Every line in the data below from the one containing "viewport in pixels" down to the one containing "self.remounts += 1;", both included, must be retyped exactly; no other line is to appear.
++++++++++++++++++++
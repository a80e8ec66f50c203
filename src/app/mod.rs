use crate::app::binds::KeyBinds;
use crate::app::config::Config;
use crate::app::head::PosterHead;
use crate::app::library::Library;
use crate::app::poster_cache::PosterCache;
use crate::app::poster_loader::PosterLoader;
use postergrid::{Capability, GridController, PreloadScheduler, ScrollOffset};
use ratatui::layout::Rect;
use ratatui_image::picker::Picker;
use std::sync::Arc;

pub mod binds;
pub mod cli;
pub mod config;
pub mod constructor;
pub mod event_handlers;
pub mod head;
pub mod library;
pub mod logging;
pub mod main_loop;
pub mod poster_cache;
pub mod poster_loader;
pub mod terminal;

/// Last terminal area the layout was observed with, plus the cell size used
#[derive(Debug, Clone, Copy, PartialEq, Eq)]
pub struct ObservedArea {
    pub area: Rect,
    pub cell_size: (u16, u16),
}

/// Main application state
pub struct App {
    pub running: bool,
    pub config: Config,
    pub library: Library,
    pub controller: GridController,
    pub scroll: ScrollOffset,
    /// Terminal graphics support, loaded after startup
    pub capability: Capability<Picker>,
    pub posters: PosterCache,
    pub head: Arc<PosterHead>,
    pub loader: PosterLoader,
    pub key_binds: KeyBinds,
    pub config_warnings: Vec<String>,
    pub show_config_warnings_popup: bool,
    /// Height of the host viewport in pixels
    pub viewport_height: f64,
    pub observed: Option<ObservedArea>,
    /// Times the grid was torn down and rebuilt
    pub remounts: u32,
}

impl std::fmt::Debug for App {
    fn fmt(&self, f: &mut std::fmt::Formatter<'_>) -> std::fmt::Result {
        f.debug_struct("App")
            .field("running", &self.running)
            .field("items", &self.library.items.len())
            .field("scroll", &self.scroll)
            .field("capability_ready", &self.capability.is_ready())
            .field("observed", &self.observed)
            .field("remounts", &self.remounts)
            .finish()
    }
}

impl App {
    /// Pixel size of one terminal cell
    pub fn cell_size(&self) -> (u16, u16) {
        match self.capability.get() {
            Some(picker) => {
                let (w, h) = picker.font_size();
                (w.max(1), h.max(1))
            }
            None => self.config.layout.cell_size(),
        }
    }

    /// Feed the grid area to the layout engine when it changed
    pub fn observe_area(&mut self, area: Rect, host_height: u16) {
        let cell_size = self.cell_size();
        let observed = ObservedArea { area, cell_size };
        if self.observed == Some(observed) {
            return;
        }

        let width_px = f64::from(area.width) * f64::from(cell_size.0);
        self.viewport_height = f64::from(host_height) * f64::from(cell_size.1);
        let geometry = self.controller.observe_width(width_px);
        log::debug!(
            "Observed grid area {}x{} cells ({}px wide): {} columns",
            area.width,
            area.height,
            width_px,
            geometry.column_count
        );

        self.observed = Some(observed);
        self.controller.sync(&self.library.items);
        self.scroll = self.controller.clamp_scroll(self.scroll, self.viewport_height);
    }

    /// Drop the grid (releasing its preload hints) and build a fresh one
    pub fn remount(&mut self) {
        self.controller = build_controller(&self.config, self.head.clone());
        self.scroll = ScrollOffset::default();
        self.observed = None;
        self.remounts += 1;
        log::info!("Grid remounted ({} so far)", self.remounts);
    }
}

/// Grid controller for the current config, backed by the process-wide registry
pub fn build_controller(config: &Config, head: Arc<PosterHead>) -> GridController {
    GridController::new(
        config.grid.clone(),
        config.layout.build_engine(),
        PreloadScheduler::new(head),
    )
}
++++++++++++++++++++
ANSWER BELOW:
    /// Height of the host viewport in pixels
    pub viewport_height: f64,
    pub observed: Option<ObservedArea>,
    /// Times the grid was torn down and rebuilt
    pub remounts: u32,
}

impl std::fmt::Debug for App {
    fn fmt(&self, f: &mut std::fmt::Formatter<'_>) -> std::fmt::Result {
        f.debug_struct("App")
            .field("running", &self.running)
            .field("items", &self.library.items.len())
            .field("scroll", &self.scroll)
            .field("capability_ready", &self.capability.is_ready())
            .field("observed", &self.observed)
            .field("remounts", &self.remounts)
            .finish()
    }
}

impl App {
    /// Pixel size of one terminal cell
    pub fn cell_size(&self) -> (u16, u16) {
        match self.capability.get() {
            Some(picker) => {
                let (w, h) = picker.font_size();
                (w.max(1), h.max(1))
            }
            None => self.config.layout.cell_size(),
        }
    }

    /// Feed the grid area to the layout engine when it changed
    pub fn observe_area(&mut self, area: Rect, host_height: u16) {
        let cell_size = self.cell_size();
        let observed = ObservedArea { area, cell_size };
        if self.observed == Some(observed) {
            return;
        }

        let width_px = f64::from(area.width) * f64::from(cell_size.0);
        self.viewport_height = f64::from(host_height) * f64::from(cell_size.1);
        let geometry = self.controller.observe_width(width_px);
        log::debug!(
            "Observed grid area {}x{} cells ({}px wide): {} columns",
            area.width,
            area.height,
            width_px,
            geometry.column_count
        );

        self.observed = Some(observed);
        self.controller.sync(&self.library.items);
        self.scroll = self.controller.clamp_scroll(self.scroll, self.viewport_height);
    }

    /// Drop the grid (releasing its preload hints) and build a fresh one
    pub fn remount(&mut self) {
        self.controller = build_controller(&self.config, self.head.clone());
        self.scroll = ScrollOffset::default();
        self.observed = None;
        self.remounts += 1;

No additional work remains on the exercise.